Freedom in Latin America is wavering, not in deep decline. But the wavering should concern us all, and especially those who recall a time when the region was synonymous with state violence, political extremism, and injustice.

*Vice President for Research at Freedom House. This is an extract from a longer post at FH’s Freedom at Issue blog

Paraguay’s impeached democracy

Paraguayan democracy has taken a giant step backward since its Congress impeached President Fernando Lugo in June, plunging the country into political turmoil and diplomatic isolation, write Lucas Arce  and Gustavo Setrini. Coming only nine months before the next scheduled presidential election, this crisis erupted from political party elites’ short-sighted and brutish competition for public resources, not to mention their disdain for democracy.

Two factors – in addition to Lugo’s strategic missteps and the shifting alliances within the government coalition – explain why Paraguay’s leaders have driven their country off this cliff. First, Paraguay’s deeply clientelistic political system has been unable to accommodate new entrants. Its two major political forces, the Colorados and the Liberals, operate as rival political machines, mobilizing electoral support by distributing public employment, contracts, and cash.

Competition between the two parties is simply a contest for access to public resources, devoid of ideological debate about the best use of those resources, or about the state’s role in the economy and society. The Colorados dominated this winner-take-all game during six decades of one-party rule, but lost their political monopoly in 2008, when the Liberals, in exchange for the vice-presidential nomination, backed a leftist coalition supporting Lugo.

The Colorado Party’s defeat reintroduced political competition and brought about Paraguay’s first-ever democratic change of government. But, in addition to bringing the Liberals to power, democratization granted the left its first foothold within the Paraguayan state and its first opportunity to build its own political machine – a deeply threatening prospect for both traditional parties.

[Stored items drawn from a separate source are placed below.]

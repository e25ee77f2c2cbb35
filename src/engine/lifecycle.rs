//! Tournament lifecycle: scheduling, time-driven transitions, final
//! leaderboard freeze and settlement into prize claims.

use super::core::Engine;
use super::results::{EngineError, SettlementSummary, TransitionRecord};
use crate::claim::PrizeClaim;
use crate::events::{
    EventPayload, LeaderboardFrozenEvent, TokenUniverseUpdatedEvent, TournamentCreatedEvent,
    TournamentSettledEvent, TournamentTransitionedEvent,
};
use crate::leaderboard::Leaderboard;
use crate::prize::{self, PrizeAward};
use crate::store::StoreError;
use crate::tournament::{Tournament, TournamentSpec, TournamentStatus, Transition};
use crate::types::{Amount, ParticipantKey, Timestamp, TokenAddress, TournamentId};
use std::collections::BTreeSet;
use tracing::{debug, info, warn};

const MAX_FREEZE_ATTEMPTS: u32 = 8;

impl Engine {
    pub fn create_tournament(&self, spec: TournamentSpec) -> Result<Tournament, EngineError> {
        spec.validate()?;
        let tournament = Tournament::new(self.store.next_tournament_id(), spec, self.now())?;
        self.store.insert_tournament(tournament.clone())?;

        info!(
            tournament_id = %tournament.id,
            name = %tournament.name,
            start = %tournament.start_time,
            end = %tournament.end_time,
            "tournament scheduled"
        );
        self.emit_event(EventPayload::TournamentCreated(TournamentCreatedEvent {
            tournament_id: tournament.id,
            name: tournament.name.clone(),
            start_time: tournament.start_time,
            end_time: tournament.end_time,
        }));
        Ok(tournament)
    }

    /// Replace the tradable tokens. Only while UPCOMING.
    pub fn set_token_universe(
        &self,
        tournament_id: TournamentId,
        tokens: BTreeSet<TokenAddress>,
    ) -> Result<Tournament, EngineError> {
        let mut tournament = self.get_tournament(tournament_id)?;
        tournament.set_token_universe(tokens)?;
        self.store.update_tournament(&tournament, TournamentStatus::Upcoming)?;

        self.emit_event(EventPayload::TokenUniverseUpdated(TokenUniverseUpdatedEvent {
            tournament_id,
            tokens: tournament.token_universe.iter().cloned().collect(),
        }));
        Ok(tournament)
    }

    /// Scheduler entry point. Applies every due transition across all
    /// unsettled tournaments; a tournament whose whole window has passed goes
    /// UPCOMING -> ACTIVE -> ENDED in one sweep. One tournament failing does
    /// not stop the sweep.
    pub fn advance_tournaments(&self) -> Vec<TransitionRecord> {
        let now = self.now();
        let mut applied = Vec::new();

        for tournament in self.store.tournaments() {
            let mut current = tournament;
            while let Some(transition) = current.next_transition(now) {
                let result = match transition {
                    Transition::Activate => self.activate(&current, now),
                    Transition::End => self.end(&current, now).map(|(t, _)| t),
                    Transition::Settle => break,
                };
                match result {
                    Ok(next) => {
                        applied.push(TransitionRecord {
                            tournament_id: next.id,
                            transition,
                            at: now,
                        });
                        current = next;
                    }
                    // someone else applied it first
                    Err(EngineError::Store(e @ (StoreError::Conflict(_) | StoreError::Duplicate(_)))) => {
                        debug!(tournament_id = %current.id, reason = %e, "transition already applied");
                        break;
                    }
                    Err(e) => {
                        warn!(tournament_id = %current.id, ?transition, error = %e, "transition failed");
                        break;
                    }
                }
            }
        }
        applied
    }

    /// Close trading and freeze the final leaderboard. Idempotent once ENDED.
    pub fn end_tournament(&self, tournament_id: TournamentId) -> Result<Leaderboard, EngineError> {
        let tournament = self.get_tournament(tournament_id)?;
        if matches!(tournament.status, TournamentStatus::Ended | TournamentStatus::Settled) {
            return self.get_leaderboard(tournament_id);
        }
        match self.end(&tournament, self.now()) {
            Ok((_, board)) => Ok(board),
            Err(EngineError::Store(StoreError::Conflict(_) | StoreError::Duplicate(_))) => {
                self.get_leaderboard(tournament_id)
            }
            Err(e) => Err(e),
        }
    }

    /// Prize amounts from persisted state only: frozen board plus pots.
    pub fn compute_prizes(&self, tournament_id: TournamentId) -> Result<Vec<PrizeAward>, EngineError> {
        let tournament = self.get_tournament(tournament_id)?;
        self.prizes_for(&tournament)
    }

    /// ENDED -> SETTLED. Writes one claim per payable rank and the final
    /// rank/payout fields on every participant, atomically. Settling a
    /// SETTLED tournament changes nothing.
    pub fn settle_tournament(&self, tournament_id: TournamentId) -> Result<SettlementSummary, EngineError> {
        let tournament = self.get_tournament(tournament_id)?;
        if tournament.status == TournamentStatus::Settled {
            return self.settled_summary(&tournament);
        }

        let awards = self.prizes_for(&tournament)?;
        let board = self.final_board(&tournament)?;
        let now = self.now();

        let mut settled = tournament.clone();
        settled.apply(Transition::Settle, now)?;

        let claims: Vec<PrizeClaim> = awards
            .iter()
            .map(|award| PrizeClaim::from_award(tournament_id, award, now))
            .collect();

        let mut finals = Vec::with_capacity(board.len());
        for entry in &board.entries {
            let mut participant = self.get_participant(&ParticipantKey::new(tournament_id, entry.wallet.clone()))?;
            let award = awards.iter().find(|a| a.wallet == entry.wallet);
            participant.record_final(
                entry.rank,
                entry.total_equity,
                award.map(|a| a.primary_prize).unwrap_or_else(Amount::zero),
                award.map(|a| a.bonus_prize).unwrap_or_else(Amount::zero),
            );
            finals.push(participant);
        }

        match self.store.commit_settlement(&settled, claims, finals) {
            Ok(()) => {}
            // lost to a concurrent settle
            Err(StoreError::Conflict(_)) | Err(StoreError::Duplicate(_)) => {
                let current = self.get_tournament(tournament_id)?;
                if current.status == TournamentStatus::Settled {
                    return self.settled_summary(&current);
                }
                return Err(EngineError::Store(StoreError::Conflict(format!(
                    "{tournament_id} changed during settlement"
                ))));
            }
            Err(e) => return Err(e.into()),
        }
        self.release_participant_locks(tournament_id);

        let primary_total: Amount = awards.iter().map(|a| a.primary_prize).sum();
        let bonus_total: Amount = awards.iter().map(|a| a.bonus_prize).sum();
        info!(
            tournament_id = %tournament_id,
            claims = awards.len(),
            primary = %primary_total,
            bonus = %bonus_total,
            "tournament settled"
        );
        self.emit_event(EventPayload::TournamentTransitioned(TournamentTransitionedEvent {
            tournament_id,
            transition: Transition::Settle,
            from: TournamentStatus::Ended,
            to: TournamentStatus::Settled,
        }));
        self.emit_event(EventPayload::TournamentSettled(TournamentSettledEvent {
            tournament_id,
            claims_created: awards.len(),
            primary_total,
            bonus_total,
        }));

        Ok(SettlementSummary {
            tournament_id,
            claims_created: awards.len(),
            awards,
            already_settled: false,
        })
    }

    fn settled_summary(&self, tournament: &Tournament) -> Result<SettlementSummary, EngineError> {
        debug!(tournament_id = %tournament.id, "already settled");
        Ok(SettlementSummary {
            tournament_id: tournament.id,
            awards: self.prizes_for(tournament)?,
            claims_created: 0,
            already_settled: true,
        })
    }

    fn final_board(&self, tournament: &Tournament) -> Result<Leaderboard, EngineError> {
        if tournament.status == TournamentStatus::Upcoming || tournament.status == TournamentStatus::Active {
            return Err(EngineError::NotEnded {
                tournament_id: tournament.id,
                status: tournament.status,
            });
        }
        self.store.final_leaderboard(tournament.id).ok_or_else(|| {
            EngineError::InvariantViolation(format!("{} is {} without a frozen leaderboard", tournament.id, tournament.status))
        })
    }

    fn prizes_for(&self, tournament: &Tournament) -> Result<Vec<PrizeAward>, EngineError> {
        let board = self.final_board(tournament)?;
        Ok(prize::compute_prizes(
            &board.entries,
            tournament.prize_pool,
            tournament.bonus_jackpot,
            &self.config.prize_curve,
            self.config.payout_scale,
        ))
    }

    // 8.4: UPCOMING -> ACTIVE
    fn activate(&self, tournament: &Tournament, now: Timestamp) -> Result<Tournament, EngineError> {
        let mut next = tournament.clone();
        next.apply(Transition::Activate, now)?;
        self.store.update_tournament(&next, TournamentStatus::Upcoming)?;
        self.record_transition(&next, Transition::Activate);
        Ok(next)
    }

    // 8.5: ACTIVE -> ENDED, freezing the board valued at `now`. the status
    // flip and the snapshot are one store write, rejected if a trade landed
    // after the snapshot was read.
    fn end(&self, tournament: &Tournament, now: Timestamp) -> Result<(Tournament, Leaderboard), EngineError> {
        let mut next = tournament.clone();
        next.apply(Transition::End, now)?;

        let mut attempt = 0;
        let board = loop {
            attempt += 1;
            let snapshot = self.store.ledger_snapshot(next.id);
            let board = self.compute_leaderboard(&next, &snapshot, now, true)?;
            match self.store.freeze_leaderboard(&next, board.clone(), snapshot.trade_seq) {
                Ok(()) => break board,
                Err(StoreError::StaleSnapshot(_)) if attempt < MAX_FREEZE_ATTEMPTS => {
                    debug!(tournament_id = %next.id, attempt, "trade landed during freeze, re-reading");
                }
                Err(e) => return Err(e.into()),
            }
        };

        self.record_transition(&next, Transition::End);
        info!(
            tournament_id = %next.id,
            entries = board.len(),
            stale = board.entries.iter().filter(|e| e.has_stale_prices).count(),
            "final leaderboard frozen"
        );
        self.emit_event(EventPayload::LeaderboardFrozen(LeaderboardFrozenEvent {
            tournament_id: next.id,
            entries: board.len(),
            leader: board.entries.first().map(|e| e.wallet.clone()),
        }));
        Ok((next, board))
    }

    fn record_transition(&self, tournament: &Tournament, transition: Transition) {
        info!(tournament_id = %tournament.id, to = %tournament.status, "tournament transitioned");
        self.emit_event(EventPayload::TournamentTransitioned(TournamentTransitionedEvent {
            tournament_id: tournament.id,
            transition,
            from: transition.from_status(),
            to: transition.to_status(),
        }));
    }
}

Second, Paraguay’s political elite, regardless of party affiliation, are committed to preserving the country’s unequal land distribution and frustrating the development of politically autonomous peasant organizations. It is no coincidence that a land conflict provided the fodder for the trumped-up impeachment charges against Lugo.

Lugo’s government pursued moderate economic and social policies, but did not propose any meaningful land reform. Nonetheless, Liberals and Colorados in Congress used the violence in Curuguaty to justify Lugo’s impeachment, arguing that he had failed to maintain social order and portraying him as a dangerous radical intent on fomenting a rural insurgency.

Thus, two concerns have driven the actions of the Liberal and Colorado elite since Lugo’s inauguration, ultimately leading them to collaborate in the impeachment plot. First, each party wishes to reassert monopolistic control over the state rather than accept that democratic competition and alternation of power now constitute permanent elements of Paraguay’s political regime. Second, they have sought to prevent the left from using its new access to public resources to build an electoral base that would appeal to groups that fall outside traditional clientelist networks.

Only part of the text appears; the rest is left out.